Last Updated Feb 4, 2011 3:30 PM EST

Two days after American Apparel (APP) anounced it had obtained a waiver from its lenders allowing it to avoid bankruptcy, the company appointed a new CFO: John Luttrell was previously finance chief of Old Navy and Wet Seal, experience which suggests that adult supervision may finally have arrived at the troubled company.

To celebrate the appointment, CEO Dov Charney published another ad featuring a picture originally published in an old porn mag, this one in watercolors (NSFW image below).

The moves come after a stormy few weeks for AA. In addition to the credit waiver, billionaire investor Ron Burkle cut his stake in the company on Jan. 20.

Luttrell is walking into a mess. He replaces Adrian Kowalewski, who presided over a period when the company failed to file its quarterly reports with the SEC first due to "technical" difficulties, and then because AA's accounting firm resigned, and later accused it of hiding data.

AA's problem is simple: It expanded too fast, leaving it unprepared for the recession. It now needs to become a trendier, more exclusive brand to survive, by shrinking its retail footprint and raising its prices. AA's expansion was so poorly conceived that in downtown New York it became almost as ubiquitous as Starbucks (SBUX): It had six stores below 14th Street, a seventh in Williamsburg, and an eighth in nearby Hoboken, N.J. (click to enlarge).

Luttrell's main job will be to squeeze AA's expenses, which Charney has conspicuously failed to do even though the chain has been in financial trouble since 2009. Manufacturing costs and sales and admin costs were all up in Q3 2010, even though sales at AA were falling like balled-up sweat sock heading toward a laundry hamper.

Unfortunately, Luttrell has a lot of responsibility and no power. Lion and BofA relaxed their credit agreement with Charney because the alternative was to demand their combined $121.5 million in debt be paid immediately, which AA cannot do. That would mean Lion and BofA would have to sell or liquidate AA, and be forced to do something they don't want to do: Take cents on the dollars they're owned or become owners of a chaotic fashion advertiser.

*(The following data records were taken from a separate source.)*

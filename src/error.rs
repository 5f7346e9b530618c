//! Error types for the decision-boundary engine

use thiserror::Error;

/// Result type alias for boundary operations
pub type Result<T> = std::result::Result<T, BoundaryError>;

/// Main error type for the decision-boundary engine
#[derive(Error, Debug)]
pub enum BoundaryError {
    #[error("Unknown reduction method: {0} (expected one of pca, tsne, umap, mds)")]
    InvalidMethod(String),

    #[error("Invalid parameter: {name} = {value}, {reason}")]
    InvalidParameter {
        name: String,
        value: String,
        reason: String,
    },

    #[error("Mesh of {cells} cells exceeds the configured ceiling of {limit}")]
    ResourceExceeded { cells: u64, limit: u64 },

    #[error("Data error: {0}")]
    DataError(String),

    #[error("Invalid shape: expected {expected}, got {actual}")]
    ShapeError { expected: String, actual: String },

    #[error("Projection is not invertible: {0}")]
    NotInvertible(String),

    #[error("Prediction error: {0}")]
    Prediction(String),

    #[error("Computation error: {0}")]
    Computation(String),

    #[error("IO error: {0}")]
    Io(#[from] std::io::Error),

    #[error("Serialization error: {0}")]
    Serialization(String),
}

impl BoundaryError {
    /// Shorthand for an `InvalidParameter` error.
    pub fn invalid_parameter(
        name: impl Into<String>,
        value: impl ToString,
        reason: impl Into<String>,
    ) -> Self {
        BoundaryError::InvalidParameter {
            name: name.into(),
            value: value.to_string(),
            reason: reason.into(),
        }
    }

    /// Shorthand for a `ShapeError`.
    pub fn shape(expected: impl ToString, actual: impl ToString) -> Self {
        BoundaryError::ShapeError {
            expected: expected.to_string(),
            actual: actual.to_string(),
        }
    }
}

impl From<serde_json::Error> for BoundaryError {
    fn from(err: serde_json::Error) -> Self {
        BoundaryError::Serialization(err.to_string())
    }
}

impl From<ndarray::ShapeError> for BoundaryError {
    fn from(err: ndarray::ShapeError) -> Self {
        BoundaryError::ShapeError {
            expected: "valid shape".to_string(),
            actual: err.to_string(),
        }
    }
}

#[cfg(test)]
mod tests {
    use super::*;

    #[test]
    fn test_error_display() {
        let err = BoundaryError::DataError("test error".to_string());
        assert_eq!(err.to_string(), "Data error: test error");
    }

    #[test]
    fn test_invalid_parameter_display() {
        let err = BoundaryError::invalid_parameter("step", -0.5, "must be positive");
        assert_eq!(err.to_string(), "Invalid parameter: step = -0.5, must be positive");
    }

    #[test]
    fn test_resource_exceeded_display() {
        let err = BoundaryError::ResourceExceeded { cells: 1_000_001, limit: 1_000_000 };
        assert!(err.to_string().contains("1000001"));
    }

    #[test]
    fn test_error_from_io() {
        let io_err = std::io::Error::new(std::io::ErrorKind::NotFound, "file not found");
        let err: BoundaryError = io_err.into();
        assert!(matches!(err, BoundaryError::Io(_)));
    }
}
//! K-Nearest Neighbors classifier
//!
//! Reference stand-in for an externally trained model: stores the rows it
//! is given and votes among the nearest of them.

use ndarray::{Array1, Array2, ArrayView1};
use rayon::prelude::*;
use serde::{Deserialize, Serialize};
use std::cmp::Ordering;
use std::collections::{BTreeMap, BinaryHeap};

use super::Classifier;
use crate::error::{BoundaryError, Result};
use crate::utils::DistanceMetric;

/// Weighting scheme for neighbors
#[derive(Debug, Clone, Copy, PartialEq, Eq, Serialize, Deserialize)]
#[serde(rename_all = "lowercase")]
pub enum WeightScheme {
    /// All neighbors have equal weight
    Uniform,
    /// Closer neighbors have more weight (inverse distance)
    Distance,
}

impl Default for WeightScheme {
    fn default() -> Self {
        Self::Uniform
    }
}

/// K-Nearest Neighbors Classifier
#[derive(Debug, Clone, Serialize, Deserialize)]
pub struct KnnClassifier {
    pub n_neighbors: usize,
    pub metric: DistanceMetric,
    pub weights: WeightScheme,
    x_train: Option<Array2<f64>>,
    y_train: Option<Array1<i64>>,
}

#[derive(Clone, Copy)]
struct Neighbor {
    distance: f64,
    index: usize,
}

impl PartialEq for Neighbor {
    fn eq(&self, other: &Self) -> bool {
        self.cmp(other) == Ordering::Equal
    }
}

impl Eq for Neighbor {}

impl PartialOrd for Neighbor {
    fn partial_cmp(&self, other: &Self) -> Option<Ordering> {
        Some(self.cmp(other))
    }
}

impl Ord for Neighbor {
    fn cmp(&self, other: &Self) -> Ordering {
        self.distance
            .total_cmp(&other.distance)
            .then(self.index.cmp(&other.index))
    }
}

impl KnnClassifier {
    /// Create with the given k, Euclidean metric and uniform weights
    pub fn new(n_neighbors: usize) -> Self {
        Self {
            n_neighbors,
            metric: DistanceMetric::Euclidean,
            weights: WeightScheme::Uniform,
            x_train: None,
            y_train: None,
        }
    }

    pub fn with_metric(mut self, metric: DistanceMetric) -> Self {
        self.metric = metric;
        self
    }

    pub fn with_weights(mut self, weights: WeightScheme) -> Self {
        self.weights = weights;
        self
    }

    /// Fit the classifier (stores training data)
    pub fn fit(&mut self, x: &Array2<f64>, y: &[i64]) -> Result<&mut Self> {
        if x.nrows() != y.len() {
            return Err(BoundaryError::shape(
                format!("{} labels", x.nrows()),
                format!("{} labels", y.len()),
            ));
        }
        if x.nrows() == 0 {
            return Err(BoundaryError::DataError(
                "cannot fit a classifier on zero rows".to_string(),
            ));
        }
        if self.n_neighbors == 0 {
            return Err(BoundaryError::invalid_parameter("n_neighbors", 0, "must be at least 1"));
        }
        self.x_train = Some(x.clone());
        self.y_train = Some(Array1::from_vec(y.to_vec()));
        Ok(self)
    }

    pub fn is_fitted(&self) -> bool {
        self.x_train.is_some()
    }

    fn vote(&self, row: ArrayView1<f64>, x_train: &Array2<f64>, y_train: &Array1<i64>) -> i64 {
        let k = self.n_neighbors.min(x_train.nrows());
        let mut heap: BinaryHeap<Neighbor> = BinaryHeap::with_capacity(k + 1);
        for (index, train_row) in x_train.rows().into_iter().enumerate() {
            let candidate = Neighbor {
                distance: self.metric.distance(row, train_row),
                index,
            };
            if heap.len() < k {
                heap.push(candidate);
            } else if let Some(top) = heap.peek() {
                if candidate < *top {
                    heap.pop();
                    heap.push(candidate);
                }
            }
        }

        let mut tally: BTreeMap<i64, f64> = BTreeMap::new();
        for neighbor in heap.into_sorted_vec() {
            let weight = match self.weights {
                WeightScheme::Uniform => 1.0,
                WeightScheme::Distance => 1.0 / neighbor.distance.max(1e-12),
            };
            *tally.entry(y_train[neighbor.index]).or_insert(0.0) += weight;
        }

        // Highest score wins, ties go to the smallest label
        tally
            .into_iter()
            .fold(None, |best: Option<(i64, f64)>, (label, score)| match best {
                Some((_, best_score)) if best_score >= score => best,
                _ => Some((label, score)),
            })
            .map(|(label, _)| label)
            .unwrap_or_default()
    }
}

impl Classifier for KnnClassifier {
    fn predict(&self, rows: &Array2<f64>) -> Result<Array1<i64>> {
        let (x_train, y_train) = match (&self.x_train, &self.y_train) {
            (Some(x), Some(y)) => (x, y),
            _ => return Err(BoundaryError::Prediction("classifier is not fitted".to_string())),
        };
        if rows.ncols() != x_train.ncols() {
            return Err(BoundaryError::shape(
                format!("{} features", x_train.ncols()),
                format!("{} features", rows.ncols()),
            ));
        }

        let predictions: Vec<i64> = (0..rows.nrows())
            .into_par_iter()
            .map(|i| self.vote(rows.row(i), x_train, y_train))
            .collect();
        Ok(Array1::from_vec(predictions))
    }
}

What ought to happen is that Lion and BofA should push Charney out of the CEO's office and replace him with an experienced executive. Charney -- who has a genuine talent for picking and marketing new clothes -- could remain as creative director, but he'd have to come under the authority of an operations chief. That won't happen because Charney owns a majority of the company. No one can tell him what to do, no matter how bad things get.